Page tree

Versions Compared

Key

  • This line was added.
  • This line was removed.
  • Formatting was changed.

Overview

There are two possible ways of querying variants in OpenCGA using the Command Line Interface (CLI), these are:

  • opencga.sh: this is the user command line, it works remotely (outside of OpenCGA cluster) by querying the REST or gRPC services. This can also query Catalog data.
  • opencga-analysis.sh: a private and internal command line, this is not intended to be used by users and it only works inside the OpenCGA cluster.

Although both command lines provide similar functionality users are expected to use opencga.sh. They can be found in the _bin_ folder of OpenCGA installation directory.

Using opencga.sh

This allows to query by: genomic regions and feature IDs such as gene and SNPa query by variant annotation such as consequence types, conservations scores, polyphen, sift or population frequencies sample genotypes variant stats in the study * some basic aggregations such as ranks, group-by or counts

All these filters can be combined. There are some query modifiers implemented: skip and limit count: this can be added to all CLIs and return the number of results

From the $OPENCGAHOME_ folder you can execute to see all the parameters:

./bin/opencga.sh variants query -h

NOTE: for security reasons you need to login into OpenCGA if you want to use this CLI in a standard OpenCGA installation, this will guarantee you only access to the data you have permission, to login you only need to execute:

./bin/opencga.sh users login -u USER -p PASSWORD

A session token will be stored in your home directory and used internally by OpenCGA Storage.

Design considerations

There are some design decisions you must be aware of:

  1. Comma character ',' is used in different places in the CLI, this ',' can take two different behaviours.

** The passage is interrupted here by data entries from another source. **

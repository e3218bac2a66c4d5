//! Daylight saving time windows.

use chrono::{Duration, NaiveDate, NaiveTime, Offset, TimeZone};
use chrono_tz::Tz;
use std::ops::Range;

use crate::error::DaylightError;
use crate::table::{EventTable, days_in_year, first_day_of_year};

/// Dates on which the clock runs one hour ahead of standard time.
///
/// `start` is the first date on DST and `end` the first date back on standard
/// time. When `end` comes before `start` the window wraps over New Year, as it
/// does in the southern hemisphere.
#[derive(Debug, Clone, Copy, PartialEq, Eq)]
pub struct DstWindow {
    pub start: NaiveDate,
    pub end: NaiveDate,
}

impl DstWindow {
    pub fn new(start: NaiveDate, end: NaiveDate) -> Result<Self, DaylightError> {
        if start == end {
            return Err(DaylightError::InvalidDstWindow { start, end });
        }
        Ok(Self { start, end })
    }

    pub fn wraps_year_end(&self) -> bool {
        self.end < self.start
    }

    /// Index ranges of the table's days that fall inside the window.
    ///
    /// Dates are located the way a sorted search would, so a window reaching
    /// beyond the table is cut at the table's edges.
    pub fn day_ranges(&self, table: &EventTable) -> Vec<Range<usize>> {
        let start = table.position_of(self.start);
        let end = table.position_of(self.end);
        if self.wraps_year_end() {
            vec![start..table.len(), 0..end]
        } else {
            vec![start..end]
        }
        .into_iter()
        .filter(|r| !r.is_empty())
        .collect()
    }

    pub fn contains(&self, date: NaiveDate) -> bool {
        if self.wraps_year_end() {
            date >= self.start || date < self.end
        } else {
            date >= self.start && date < self.end
        }
    }
}

/// Standard offset and DST window a timezone uses during one year.
#[derive(Debug, Clone, Copy, PartialEq, Eq)]
pub struct ZoneYear {
    /// Winter (standard) offset from UTC in seconds.
    pub standard_offset: i64,
    pub dst: Option<DstWindow>,
    /// How far DST moves the clock, in seconds. Usually one hour.
    pub dst_delta: i64,
}

fn offset_at_noon(tz: Tz, date: NaiveDate) -> i64 {
    let noon = date.and_time(NaiveTime::from_hms_opt(12, 0, 0).unwrap_or_default());
    i64::from(tz.offset_from_utc_datetime(&noon).fix().local_minus_utc())
}

/// Work out the standard offset and DST window of `tz` for `year`.
///
/// Each date is judged by its offset at noon UTC, so the date of a switch
/// counts as already switched. If the zone changes more than twice a year,
/// the first DST period found is used.
pub fn zone_year(tz: Tz, year: i32) -> ZoneYear {
    let first = first_day_of_year(year);
    let offsets: Vec<i64> = (0..days_in_year(year))
        .map(|i| offset_at_noon(tz, first + Duration::days(i as i64)))
        .collect();

    let standard_offset = offsets.iter().copied().min().unwrap_or_default();
    let summer_offset = offsets.iter().copied().max().unwrap_or_default();
    let on_dst: Vec<bool> = offsets.iter().map(|&o| o > standard_offset).collect();

    let n = on_dst.len();
    let previous = |i: usize| on_dst[(i + n - 1) % n];
    let start = (0..n).find(|&i| on_dst[i] && !previous(i));
    let end = start.and_then(|s| {
        (1..=n)
            .map(|k| (s + k) % n)
            .find(|&i| !on_dst[i] && previous(i))
    });

    let dst = match (start, end) {
        (Some(s), Some(e)) => {
            let date = |i: usize| first + Duration::days(i as i64);
            DstWindow::new(date(s), date(e)).ok()
        }
        _ => None,
    };

    ZoneYear {
        standard_offset,
        dst,
        dst_delta: if dst.is_some() {
            summer_offset - standard_offset
        } else {
            0
        },
    }
}

#[cfg(test)]
mod tests {
    use super::*;
    use crate::table::test_support::*;

    fn date(y: i32, m: u32, d: u32) -> NaiveDate {
        NaiveDate::from_ymd_opt(y, m, d).unwrap()
    }

    #[test]
    fn test_empty_window_is_rejected() {
        let d = date(2018, 3, 25);
        assert_eq!(
            DstWindow::new(d, d).unwrap_err(),
            DaylightError::InvalidDstWindow { start: d, end: d }
        );
    }

    #[test]
    fn test_day_ranges_follow_sorted_search() {
        let table = uniform_table(2018, ordinary_events());
        let window = DstWindow::new(date(2018, 3, 25), date(2018, 10, 28)).unwrap();
        assert_eq!(window.day_ranges(&table), vec![83..300]);
        assert!(window.contains(date(2018, 3, 25)));
        assert!(!window.contains(date(2018, 10, 28)));
    }

    #[test]
    fn test_wrapping_window_covers_both_year_ends() {
        let table = uniform_table(2018, ordinary_events());
        let window = DstWindow::new(date(2018, 9, 30), date(2018, 4, 1)).unwrap();
        assert!(window.wraps_year_end());
        assert_eq!(window.day_ranges(&table), vec![272..365, 0..90]);
        assert!(window.contains(date(2018, 1, 5)));
        assert!(!window.contains(date(2018, 6, 5)));
    }

    #[test]
    fn test_european_zone_year() {
        let zone = zone_year(chrono_tz::Europe::Berlin, 2018);
        assert_eq!(zone.standard_offset, 3600);
        assert_eq!(zone.dst_delta, 3600);
        assert_eq!(
            zone.dst,
            Some(DstWindow {
                start: date(2018, 3, 25),
                end: date(2018, 10, 28),
            })
        );
    }

    #[test]
    fn test_southern_zone_year_wraps() {
        let zone = zone_year(chrono_tz::Australia::Sydney, 2018);
        assert_eq!(zone.standard_offset, 10 * 3600);
        let dst = zone.dst.unwrap();
        assert!(dst.wraps_year_end());
        assert_eq!(dst.start, date(2018, 10, 7));
        assert_eq!(dst.end, date(2018, 4, 1));
    }

    #[test]
    fn test_zone_without_dst() {
        let zone = zone_year(chrono_tz::Atlantic::Reykjavik, 2018);
        assert_eq!(zone.standard_offset, 0);
        assert_eq!(zone.dst, None);
        assert_eq!(zone.dst_delta, 0);
    }
}
// SPDX-License-Identifier: MIT OR Apache-2.0
// Copyright (c) 2025 rankflow contributors

//! Terminal color utilities
//!
//! Provides consistent color schemes across the CLI.

use colored::{ColoredString, Colorize};
use std::time::Duration;

use crate::pipeline::StepOutcome;

/// Marker printed in front of a step line
pub fn outcome_marker(outcome: StepOutcome) -> ColoredString {
    match outcome {
        StepOutcome::Succeeded => "✓".green(),
        StepOutcome::Failed => "✗".red(),
        StepOutcome::Skipped => "○".dimmed(),
        StepOutcome::SkippedFailed => "○".yellow(),
        StepOutcome::Impeded | StepOutcome::Explained => "→".blue(),
        StepOutcome::Stalled => "⚠".yellow(),
        StepOutcome::Cancelled => "✗".yellow(),
    }
}

/// `1.23s` below a minute, `2m05s` above
pub fn format_duration(duration: Duration) -> String {
    let secs = duration.as_secs_f64();
    if secs < 60.0 {
        format!("{:.2}s", secs)
    } else {
        let whole = duration.as_secs();
        format!("{}m{:02}s", whole / 60, whole % 60)
    }
}

/// Print a styled header
pub fn print_header(title: &str) {
    println!("{}", title.bold());
    println!("{}", "═".repeat(title.chars().count().max(40)));
}

/// Print a styled section
pub fn print_section(title: &str) {
    println!();
    println!("{}:", title.bold());
}

/// Print a success check
pub fn print_success(msg: &str) {
    println!("  {} {}", "✓".green(), msg);
}

/// Print an error cross
pub fn print_error(msg: &str) {
    println!("  {} {}", "✗".red(), msg);
}

/// Print a warning
pub fn print_warning(msg: &str) {
    println!("  {} {}", "⚠".yellow(), msg);
}

/// Print an info item
pub fn print_info(msg: &str) {
    println!("  {} {}", "→".blue(), msg);
}

#[cfg(test)]
mod tests {
    use super::*;

    #[test]
    fn test_format_duration() {
        assert_eq!(format_duration(Duration::from_millis(1234)), "1.23s");
        assert_eq!(format_duration(Duration::from_secs(125)), "2m05s");
    }
}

If the comma is used to enumerate query values such as regions, genes, SO terms, ... then this behaves as a logical OR as in region 1:1800000-1900000,1:2000000-2100000. But if comma is used to separate query fields such as "sift<0.2,polyphen<0.5" then it acts as a logical AND.

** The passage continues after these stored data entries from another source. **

// SPDX-License-Identifier: MIT OR Apache-2.0
// Copyright (c) 2025 rankflow contributors

//! Pipeline executor
//!
//! Drives one pipeline level at a time. In rank mode the level is cut into
//! ranks and each rank runs as a set of concurrent workers followed by a
//! barrier. In deferred mode steps are dispatched as soon as the steps they
//! depend on have finished, and anything still blocked is re-checked on a
//! fixed interval. Nested pipelines recurse through the same entry point.

use futures_util::future::BoxFuture;
use serde::{Deserialize, Serialize};
use std::collections::{BTreeMap, HashSet};
use std::sync::Arc;
use std::time::{Duration, Instant};
use tokio::sync::mpsc;
use tokio::task::JoinSet;
use tokio::time::MissedTickBehavior;
use tokio_util::sync::CancellationToken;
use tracing::{debug, info, warn};

use super::queue::{DeferredQueue, Recheck};
use super::step::{Dispatch, Inherited, StepRun, StepTask};
use super::transform::Transform;
use super::{ExecutionGraph, PipelineValidator, RankedLevels, StepDefinition};
use crate::checkpoint::{CheckpointGate, CheckpointStore, Decision, RunRecord, StateKey};
use crate::errors::{RankflowError, RankflowResult};
use crate::executors::{ScriptHook, ShellRunner, ShellScriptHook, ToolRunner};
use crate::flow::FlowConfig;
use crate::template::{MustacheRenderer, TemplateRenderer};

/// How the steps of a pipeline level are dispatched
#[derive(Debug, Clone, Copy, PartialEq, Eq, Default, Serialize, Deserialize, clap::ValueEnum)]
#[serde(rename_all = "lowercase")]
pub enum DispatchStrategy {
    /// Precomputed ranks with a barrier between them
    #[default]
    Rank,
    /// Dispatch on completion, re-check blocked steps on an interval
    Deferred,
}

impl std::fmt::Display for DispatchStrategy {
    fn fmt(&self, f: &mut std::fmt::Formatter<'_>) -> std::fmt::Result {
        match self {
            Self::Rank => write!(f, "rank"),
            Self::Deferred => write!(f, "deferred"),
        }
    }
}

/// Pipeline execution options
#[derive(Debug, Clone)]
pub struct ExecutionOptions {
    /// First segment of every checkpoint key
    pub namespace: String,
    pub strategy: DispatchStrategy,
    /// Render and log commands without running them or writing checkpoints
    pub explain: bool,
    /// Re-check interval of the deferred queue
    pub poll_interval: Duration,
    /// Re-checks after which a blocked step is reported as stalled
    pub max_rechecks: u32,
}

impl Default for ExecutionOptions {
    fn default() -> Self {
        Self {
            namespace: "rankflow".to_string(),
            strategy: DispatchStrategy::Rank,
            explain: false,
            poll_interval: Duration::from_millis(5000),
            max_rechecks: 120,
        }
    }
}
// SPDX-License-Identifier: MIT OR Apache-2.0
// Copyright (c) 2025 rankflow contributors

//! Per-step execution: classify, prepare the overlay, run scripts, then
//! dispatch a tool, a tool loop, a nested pipeline or a pipeline loop.

use std::path::PathBuf;
use std::sync::Arc;
use std::time::Instant;
use tracing::{debug, info, warn};

use super::executor::{ExecutionEvent, PipelineExecutor, StepOutcome, StepReport};
use super::transform::apply_all;
use super::{ContainerConfig, Parameter, Script, StepDefinition, StepKind};
use crate::checkpoint::{Decision, RunRecord, StateKey};
use crate::errors::{RankflowError, RankflowResult};
use crate::executors::{ToolInstance, Volume};
use crate::flow::{
    loop_item_key, FlowConfig, FlowValue, COMMAND_KEY, IMPEDE_KEY, LOCATION_KEY, LOOP_INDEX_KEY,
    OUTPUT_DIR_KEY, SELF_DIR_KEY,
};

/// Exit code recorded when a step fails without a process exit code
const FAILURE_EXIT_CODE: i64 = 1;

/// Settings a nested pipeline hands down to its descendants
#[derive(Debug, Clone, Default)]
pub(crate) struct Inherited {
    pub(crate) container: Option<ContainerConfig>,
    pub(crate) volumes: Vec<Volume>,
}

impl Inherited {
    /// Inherited volumes plus `own`, unique by name; a step's own volume wins
    fn with_volumes(&self, own: Vec<Volume>) -> Vec<Volume> {
        let mut volumes: Vec<Volume> = self
            .volumes
            .iter()
            .filter(|v| !own.iter().any(|o| o.name == v.name))
            .cloned()
            .collect();
        for volume in own {
            if !volumes.iter().any(|v| v.name == volume.name) {
                volumes.push(volume);
            }
        }
        volumes
    }
}

/// One step ready to be executed on its own overlay
pub(crate) struct StepTask {
    pub(crate) step: StepDefinition,
    pub(crate) key: StateKey,
    pub(crate) pipeline_id: String,
    pub(crate) config: FlowConfig,
    pub(crate) inherited: Inherited,
}

pub(crate) enum Dispatch {
    Done(StepRun),
    /// Dependencies have not recorded a result yet
    Deferred(Vec<String>),
}

#[derive(Debug)]
pub(crate) struct StepRun {
    pub(crate) outcome: StepOutcome,
    /// Record visible to the parent; outputs flow from here
    pub(crate) record: Option<RunRecord>,
    pub(crate) reports: Vec<StepReport>,
    pub(crate) errors: Vec<RankflowError>,
}

impl StepRun {
    fn new(outcome: StepOutcome, record: Option<RunRecord>) -> Self {
        Self {
            outcome,
            record,
            reports: Vec::new(),
            errors: Vec::new(),
        }
    }

    fn with_error(mut self, error: RankflowError) -> Self {
        self.errors.push(error);
        self
    }

    fn reported(mut self, key: &StateKey, start: Instant) -> Self {
        self.reports.push(StepReport {
            key: key.to_string(),
            step: key.leaf().to_string(),
            outcome: self.outcome,
            exit_code: self.record.as_ref().map(|r| r.exit_code),
            duration: start.elapsed(),
        });
        self
    }

    pub(crate) fn cancelled(key: &StateKey) -> Self {
        Self::new(StepOutcome::Cancelled, None)
            .with_error(RankflowError::Cancelled {
                step: key.leaf().to_string(),
            })
            .reported(key, Instant::now())
    }

    pub(crate) fn stalled(key: &StateKey, waiting_on: Vec<String>, attempts: u32) -> Self {
        Self::new(StepOutcome::Stalled, None)
            .with_error(RankflowError::StalledDependency {
                step: key.leaf().to_string(),
                waiting_on,
                attempts,
            })
            .reported(key, Instant::now())
    }

    /// A failure that could not be recorded, e.g. the backend is unreachable
    pub(crate) fn errored(key: &StateKey, error: RankflowError) -> Self {
        Self::new(StepOutcome::Failed, None)
            .with_error(error)
            .reported(key, Instant::now())
    }
}

/// Declared output values of `step` as found in `config`
fn declared_outputs(step: &StepDefinition, config: &FlowConfig) -> FlowConfig {
    step.outputs
        .iter()
        .filter_map(|p| config.get(&p.name).map(|v| (p.name.clone(), v.clone())))
        .collect()
}

fn script_error(step: &str, error: RankflowError) -> RankflowError {
    match error {
        RankflowError::Script { message, .. } => RankflowError::Script {
            step: step.to_string(),
            message,
        },
        other => RankflowError::Script {
            step: step.to_string(),
            message: other.to_string(),
        },
    }
}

  2. Independently where regions, genes or SNPs IDs are in the CLI they always behave as a logical OR. For instance in next CLI region and gene parameters act as a logical OR:

./bin/opencga-storage.sh fetch-variants --database DATABASE_NAME --region 1:1800000-1900000,1:2000000-2100000 --gene BRCA2

  1. For all the other CLI parameters a logical AND is executed, so in next query only variants for the specified regions with a sift below 0.2 AND a polyphen score below 0.5 are returned:

./bin/opencga-storage.sh fetch-variants --database DATABASE_NAME --region 22:15000000-20000000 --protein-substitution "sift<0.2,polyphen<0.5" --return-study STUDY_ID

Example queries

Using variant attributes

To fetch variants for a specific region:

./bin/opencga-storage.sh fetch-variants --database DATABASE_NAME --return-study STUDY_ID --region 22:15000000-20000000

and for several regions separating them by ',':

./bin/opencga-storage.sh fetch-variants --database DATABASE_NAME --return-study STUDY_ID --region 1:1800000-1900000,1:2000000-2100000

you can also add a list of genes:

./bin/opencga-storage.sh fetch-variants --database DATABASE_NAME --return-study STUDY_ID --region 1:1800000-1900000,1:2000000-2100000 --gene BRCA2,TP53

Note: remember all regions and genes are always a logical OR.

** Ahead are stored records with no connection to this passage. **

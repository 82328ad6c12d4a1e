// SPDX-License-Identifier: MIT OR Apache-2.0
// Copyright (c) 2025 rankflow contributors

//! Content fingerprints for pipeline instance ids
//!
//! Uses BLAKE3 so the same definition and parameters always map to the same
//! instance, which is what lets a plain re-run resume.

use blake3::Hasher;
use std::path::Path;

use crate::errors::{RankflowError, RankflowResult};
use crate::flow::FlowConfig;

/// Number of hex characters kept in an instance id
const ID_LEN: usize = 16;

/// Incremental fingerprint over definition content and run parameters
pub struct Fingerprint {
    hasher: Hasher,
}

impl Fingerprint {
    pub fn new() -> Self {
        Self {
            hasher: Hasher::new(),
        }
    }

    /// Hash a file's contents
    pub fn update_file(&mut self, path: &Path) -> RankflowResult<()> {
        let content = std::fs::read(path).map_err(|_| RankflowError::DefinitionNotFound {
            path: path.to_path_buf(),
        })?;
        self.hasher.update(&content);
        Ok(())
    }

    /// Hash run parameters in their insertion order
    pub fn update_config(&mut self, config: &FlowConfig) -> RankflowResult<()> {
        let json = serde_json::to_string(config)?;
        self.hasher.update(json.as_bytes());
        Ok(())
    }

    pub fn update(&mut self, data: &[u8]) {
        self.hasher.update(data);
    }

    /// Finish and return the shortened hex id
    pub fn finish(self) -> String {
        let hex = self.hasher.finalize().to_hex();
        hex.as_str()[..ID_LEN].to_string()
    }
}

impl Default for Fingerprint {
    fn default() -> Self {
        Self::new()
    }
}

/// Instance id for a definition file run with `params`
pub fn instance_id(definition: &Path, params: &FlowConfig) -> RankflowResult<String> {
    let mut fingerprint = Fingerprint::new();
    fingerprint.update_file(definition)?;
    fingerprint.update_config(params)?;
    Ok(fingerprint.finish())
}

#[cfg(test)]
mod tests {
    use super::*;
    use tempfile::TempDir;

    #[test]
    fn test_fingerprint_consistent() {
        let mut first = Fingerprint::new();
        first.update(b"steps: []");
        let mut second = Fingerprint::new();
        second.update(b"steps: []");

        let id = first.finish();
        assert_eq!(id, second.finish());
        assert_eq!(id.len(), ID_LEN);
    }

    #[test]
    fn test_instance_id_depends_on_params() {
        let temp_dir = TempDir::new().unwrap();
        let path = temp_dir.path().join("flow.yaml");
        std::fs::write(&path, "id: demo\n").unwrap();

        let mut params = FlowConfig::new();
        let plain = instance_id(&path, &params).unwrap();
        params.insert("sample", "s1");
        let with_sample = instance_id(&path, &params).unwrap();

        assert_eq!(plain, instance_id(&path, &FlowConfig::new()).unwrap());
        assert_ne!(plain, with_sample);
    }

    #[test]
    fn test_missing_definition() {
        let err = instance_id(Path::new("/nonexistent/flow.yaml"), &FlowConfig::new()).unwrap_err();
        assert!(matches!(err, RankflowError::DefinitionNotFound { .. }));
    }
}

If you want SNV, INDELS or SV you can use --type parameter:

./bin/opencga-storage.sh fetch-variants --database DATABASE_NAME --return-study STUDY_ID --region 1:1800000-1900000,1:2000000-2100000 --type INDEL

Using variant annotation info

To query by SIFT or PolyPhen2 you use --protein-substitution:

./bin/opencga-storage.sh fetch-variants --database DATABASE_NAME --return-study STUDY_ID --region 22:15000000-20000000 --protein-substitution "sift<0.2"

or using both, remember that here the ',' acts as a logical AND:

./bin/opencga-storage.sh fetch-variants --database DATABASE_NAME --return-study STUDY_ID --region 22:15000000-20000000 --protein-substitution "sift<0.2,polyphen<0.5"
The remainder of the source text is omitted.